## WORK INSTRUCTION
Look through the entries for the string "arcgis" and copy every line where it shows up.

'''

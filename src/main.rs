use std::error::Error;
use std::path::PathBuf;

use agency_hours::config::Config;
use agency_hours::dev_mode::{self, DevMode};
use agency_hours::ingest::arcgis;
use agency_hours::listing::{self, AgencyView};
use agency_hours::logging::{self, LogSource};
use agency_hours::verify;

const USAGE: &str = "Usage: agency_hours [--json] [--verify] [--fixture PATH] [--at CODE HH:MM] [SEARCH...]";

#[derive(Debug, Default)]
struct Args {
    json: bool,
    verify: bool,
    dev: DevMode,
    search: Vec<String>,
}

fn parse_args(mut raw: impl Iterator<Item = String>) -> Result<Args, String> {
    let mut args = Args::default();

    while let Some(arg) = raw.next() {
        match arg.as_str() {
            "--json" => args.json = true,
            "--verify" => args.verify = true,
            "--fixture" => {
                let path = raw.next().ok_or("--fixture needs a path")?;
                args.dev.fixture = Some(PathBuf::from(path));
            }
            "--at" => {
                let day = raw.next().ok_or("--at needs a day code")?;
                let time = raw.next().ok_or("--at needs a time")?;
                let moment = dev_mode::parse_moment(&day, &time)
                    .ok_or_else(|| format!("cannot read '{} {}' as a day code and HH:MM", day, time))?;
                args.dev.pinned = Some(moment);
            }
            "-h" | "--help" => return Err(USAGE.to_string()),
            _ => args.search.push(arg),
        }
    }

    Ok(args)
}

fn main() -> Result<(), Box<dyn Error>> {
    let args = match parse_args(std::env::args().skip(1)) {
        Ok(args) => args,
        Err(msg) => {
            eprintln!("{}", msg);
            std::process::exit(2);
        }
    };

    let config = Config::load()?;
    logging::init_logger(config.level()?, config.log_file.as_deref(), config.console_timestamps);
    let zone = config.zone()?;
    logging::debug(
        LogSource::Config,
        None,
        &format!("Feed {} evaluated in {}", config.api_url, config.timezone),
    );

    if args.dev.is_active() {
        logging::info(LogSource::System, None, "Development mode: offline feed or pinned clock in use");
    }

    let collection = match &args.dev.fixture {
        Some(path) => {
            logging::info(LogSource::System, None, &format!("Replaying feed from {}", path.display()));
            dev_mode::load_fixture(path)
        }
        None => {
            let client = reqwest::blocking::Client::builder()
                .timeout(config.request_timeout())
                .build()?;
            arcgis::fetch_feed(&client, &config.api_url)
        }
    };
    let collection = match collection {
        Ok(c) => c,
        Err(e) => {
            logging::log_feed_failure("Agency directory fetch", &e);
            return Err(e.into());
        }
    };

    let agencies = arcgis::map_features(&collection, &zone);

    if args.verify {
        let report = verify::verify_agencies(&agencies);
        if args.json {
            println!("{}", serde_json::to_string_pretty(&report)?);
        } else {
            verify::print_summary(&report);
        }
        return Ok(());
    }

    let now = args.dev.clock(zone).now();
    let views = listing::build_views(&agencies, now);
    let query = args.search.join(" ");
    let shown: Vec<&AgencyView> = listing::filter_views(&views, &query);

    if args.json {
        println!("{}", listing::render_json(&shown)?);
    } else {
        print!("{}", listing::render_text(&shown));
        logging::info(
            LogSource::System,
            None,
            &format!("{}/{} agencies shown", shown.len(), views.len()),
        );
    }

    Ok(())
}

'''

## TASK RESULT
use agency_hours::ingest::arcgis;
            arcgis::fetch_feed(&client, &config.api_url)
    let agencies = arcgis::map_features(&collection, &zone);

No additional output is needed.